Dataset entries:

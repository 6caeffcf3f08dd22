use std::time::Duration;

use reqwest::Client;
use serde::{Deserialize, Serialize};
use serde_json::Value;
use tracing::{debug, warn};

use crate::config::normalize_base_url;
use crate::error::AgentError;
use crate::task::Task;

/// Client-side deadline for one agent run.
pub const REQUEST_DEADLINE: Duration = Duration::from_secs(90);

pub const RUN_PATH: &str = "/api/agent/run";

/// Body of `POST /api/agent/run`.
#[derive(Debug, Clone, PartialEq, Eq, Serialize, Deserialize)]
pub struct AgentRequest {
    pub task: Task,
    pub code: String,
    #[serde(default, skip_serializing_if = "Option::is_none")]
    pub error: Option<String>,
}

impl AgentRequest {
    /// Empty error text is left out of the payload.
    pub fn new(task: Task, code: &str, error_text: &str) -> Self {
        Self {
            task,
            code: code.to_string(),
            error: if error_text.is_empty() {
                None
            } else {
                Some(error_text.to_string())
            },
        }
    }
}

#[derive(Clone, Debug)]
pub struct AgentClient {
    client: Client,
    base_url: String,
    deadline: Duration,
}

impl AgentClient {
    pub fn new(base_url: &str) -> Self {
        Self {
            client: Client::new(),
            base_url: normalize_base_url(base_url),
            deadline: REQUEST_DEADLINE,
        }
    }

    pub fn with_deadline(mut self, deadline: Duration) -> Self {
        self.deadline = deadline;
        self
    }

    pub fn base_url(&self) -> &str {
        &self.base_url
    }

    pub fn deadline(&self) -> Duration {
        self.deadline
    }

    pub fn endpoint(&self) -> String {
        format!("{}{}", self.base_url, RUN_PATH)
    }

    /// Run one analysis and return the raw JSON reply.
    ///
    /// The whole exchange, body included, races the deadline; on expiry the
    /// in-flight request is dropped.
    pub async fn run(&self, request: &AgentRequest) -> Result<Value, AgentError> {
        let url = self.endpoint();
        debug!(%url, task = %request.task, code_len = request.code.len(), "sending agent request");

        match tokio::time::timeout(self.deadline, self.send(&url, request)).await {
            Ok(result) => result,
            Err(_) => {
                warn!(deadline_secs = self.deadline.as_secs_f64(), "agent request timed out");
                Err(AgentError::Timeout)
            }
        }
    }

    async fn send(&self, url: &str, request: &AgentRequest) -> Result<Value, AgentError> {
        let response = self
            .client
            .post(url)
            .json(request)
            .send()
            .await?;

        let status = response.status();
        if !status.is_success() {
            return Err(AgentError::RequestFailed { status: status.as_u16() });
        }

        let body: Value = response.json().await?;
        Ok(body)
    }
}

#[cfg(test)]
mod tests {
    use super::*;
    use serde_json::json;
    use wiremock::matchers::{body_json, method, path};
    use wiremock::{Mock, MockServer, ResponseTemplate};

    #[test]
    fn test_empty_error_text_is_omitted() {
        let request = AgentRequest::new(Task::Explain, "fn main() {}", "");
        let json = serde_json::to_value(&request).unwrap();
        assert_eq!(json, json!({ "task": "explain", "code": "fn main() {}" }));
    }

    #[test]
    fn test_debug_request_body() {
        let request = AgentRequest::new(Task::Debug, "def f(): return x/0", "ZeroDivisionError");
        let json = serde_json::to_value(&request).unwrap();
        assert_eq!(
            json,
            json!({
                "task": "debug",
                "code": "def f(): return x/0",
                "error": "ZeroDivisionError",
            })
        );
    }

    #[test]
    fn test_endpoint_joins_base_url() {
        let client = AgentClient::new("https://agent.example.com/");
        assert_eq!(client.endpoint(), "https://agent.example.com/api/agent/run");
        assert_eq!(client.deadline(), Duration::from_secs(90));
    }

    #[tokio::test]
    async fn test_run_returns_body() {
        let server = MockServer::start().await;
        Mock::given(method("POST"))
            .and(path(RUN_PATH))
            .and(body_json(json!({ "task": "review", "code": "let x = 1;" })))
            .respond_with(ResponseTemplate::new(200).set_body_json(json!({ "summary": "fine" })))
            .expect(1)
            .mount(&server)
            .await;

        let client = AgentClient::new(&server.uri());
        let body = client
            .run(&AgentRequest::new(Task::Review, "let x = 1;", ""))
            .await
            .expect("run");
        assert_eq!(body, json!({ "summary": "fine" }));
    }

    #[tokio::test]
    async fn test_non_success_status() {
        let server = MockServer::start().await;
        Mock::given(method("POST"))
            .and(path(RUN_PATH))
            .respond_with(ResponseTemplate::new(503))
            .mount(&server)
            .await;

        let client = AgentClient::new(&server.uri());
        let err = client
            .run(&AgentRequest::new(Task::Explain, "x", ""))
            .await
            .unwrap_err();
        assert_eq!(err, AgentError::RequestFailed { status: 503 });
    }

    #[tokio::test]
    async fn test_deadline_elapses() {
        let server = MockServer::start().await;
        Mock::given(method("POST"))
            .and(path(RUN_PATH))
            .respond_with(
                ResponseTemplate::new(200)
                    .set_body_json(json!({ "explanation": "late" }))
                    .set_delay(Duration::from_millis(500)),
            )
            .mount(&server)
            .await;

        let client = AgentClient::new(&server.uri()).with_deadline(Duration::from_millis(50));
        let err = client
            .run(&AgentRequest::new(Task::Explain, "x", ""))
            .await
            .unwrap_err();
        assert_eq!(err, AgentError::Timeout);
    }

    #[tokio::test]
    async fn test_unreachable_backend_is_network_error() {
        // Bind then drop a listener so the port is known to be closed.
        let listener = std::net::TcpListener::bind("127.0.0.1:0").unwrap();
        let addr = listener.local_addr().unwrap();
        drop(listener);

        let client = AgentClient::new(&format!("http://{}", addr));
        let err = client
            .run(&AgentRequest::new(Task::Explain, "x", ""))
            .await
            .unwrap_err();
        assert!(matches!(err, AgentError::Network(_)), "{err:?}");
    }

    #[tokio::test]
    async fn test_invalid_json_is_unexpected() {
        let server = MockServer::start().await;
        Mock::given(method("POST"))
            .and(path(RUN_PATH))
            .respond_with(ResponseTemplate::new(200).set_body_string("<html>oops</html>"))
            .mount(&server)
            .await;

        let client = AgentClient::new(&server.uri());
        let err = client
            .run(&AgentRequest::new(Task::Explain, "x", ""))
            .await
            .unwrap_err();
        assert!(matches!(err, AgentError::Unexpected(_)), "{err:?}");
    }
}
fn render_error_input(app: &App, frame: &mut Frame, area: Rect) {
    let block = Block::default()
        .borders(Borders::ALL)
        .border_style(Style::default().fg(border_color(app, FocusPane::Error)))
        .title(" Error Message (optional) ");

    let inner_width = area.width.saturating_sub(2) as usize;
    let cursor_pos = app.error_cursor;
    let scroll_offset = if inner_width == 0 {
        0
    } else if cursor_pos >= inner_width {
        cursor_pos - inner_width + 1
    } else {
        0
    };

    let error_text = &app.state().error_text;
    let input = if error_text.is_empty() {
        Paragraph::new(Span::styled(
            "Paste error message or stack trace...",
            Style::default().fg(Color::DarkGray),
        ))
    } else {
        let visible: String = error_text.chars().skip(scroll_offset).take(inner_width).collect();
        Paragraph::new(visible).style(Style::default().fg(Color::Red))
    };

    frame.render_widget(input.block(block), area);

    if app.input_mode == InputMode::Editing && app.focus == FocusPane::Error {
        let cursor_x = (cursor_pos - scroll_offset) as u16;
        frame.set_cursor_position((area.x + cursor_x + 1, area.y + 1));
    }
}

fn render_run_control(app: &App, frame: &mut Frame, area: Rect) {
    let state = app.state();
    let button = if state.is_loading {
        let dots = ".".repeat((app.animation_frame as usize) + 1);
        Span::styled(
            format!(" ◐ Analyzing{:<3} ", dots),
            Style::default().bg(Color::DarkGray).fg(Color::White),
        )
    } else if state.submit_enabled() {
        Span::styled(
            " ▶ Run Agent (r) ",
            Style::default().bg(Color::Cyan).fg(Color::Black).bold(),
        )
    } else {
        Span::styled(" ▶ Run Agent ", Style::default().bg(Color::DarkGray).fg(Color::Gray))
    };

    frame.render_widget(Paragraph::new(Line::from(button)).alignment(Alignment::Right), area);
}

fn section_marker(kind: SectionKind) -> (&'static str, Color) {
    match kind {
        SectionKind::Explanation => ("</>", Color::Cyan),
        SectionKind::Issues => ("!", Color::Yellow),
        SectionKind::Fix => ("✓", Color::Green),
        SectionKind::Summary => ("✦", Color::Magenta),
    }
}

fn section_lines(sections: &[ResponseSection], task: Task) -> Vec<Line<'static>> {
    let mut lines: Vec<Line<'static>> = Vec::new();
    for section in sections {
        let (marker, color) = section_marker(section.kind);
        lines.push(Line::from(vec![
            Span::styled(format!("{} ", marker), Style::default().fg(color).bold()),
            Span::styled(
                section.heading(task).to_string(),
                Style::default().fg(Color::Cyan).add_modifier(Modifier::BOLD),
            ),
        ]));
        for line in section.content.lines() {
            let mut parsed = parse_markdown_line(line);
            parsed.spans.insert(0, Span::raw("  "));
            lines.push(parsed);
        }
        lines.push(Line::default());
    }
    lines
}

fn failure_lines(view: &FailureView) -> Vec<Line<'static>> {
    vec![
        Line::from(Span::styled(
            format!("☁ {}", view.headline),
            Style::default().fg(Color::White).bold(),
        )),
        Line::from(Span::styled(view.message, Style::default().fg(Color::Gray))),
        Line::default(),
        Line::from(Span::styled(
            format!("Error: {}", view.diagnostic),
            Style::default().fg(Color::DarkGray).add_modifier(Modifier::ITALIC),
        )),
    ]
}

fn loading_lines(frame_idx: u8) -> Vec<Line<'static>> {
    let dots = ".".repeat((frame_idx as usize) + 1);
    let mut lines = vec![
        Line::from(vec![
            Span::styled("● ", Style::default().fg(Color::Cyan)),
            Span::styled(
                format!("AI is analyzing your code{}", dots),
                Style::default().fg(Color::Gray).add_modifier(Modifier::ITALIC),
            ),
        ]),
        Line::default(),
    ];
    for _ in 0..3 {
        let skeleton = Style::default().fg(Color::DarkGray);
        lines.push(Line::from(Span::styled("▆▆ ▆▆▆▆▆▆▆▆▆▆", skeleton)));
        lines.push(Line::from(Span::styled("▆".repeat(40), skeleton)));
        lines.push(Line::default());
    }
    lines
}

=== What to do ===
Each line from the one containing "let skeleton = Style::default().fg(Color::DarkGray);" to the final line above should be written out exactly; please omit the others.

=== Task solution ===
        let skeleton = Style::default().fg(Color::DarkGray);
        lines.push(Line::from(Span::styled("▆▆ ▆▆▆▆▆▆▆▆▆▆", skeleton)));
        lines.push(Line::from(Span::styled("▆".repeat(40), skeleton)));
        lines.push(Line::default());
    }
    lines
}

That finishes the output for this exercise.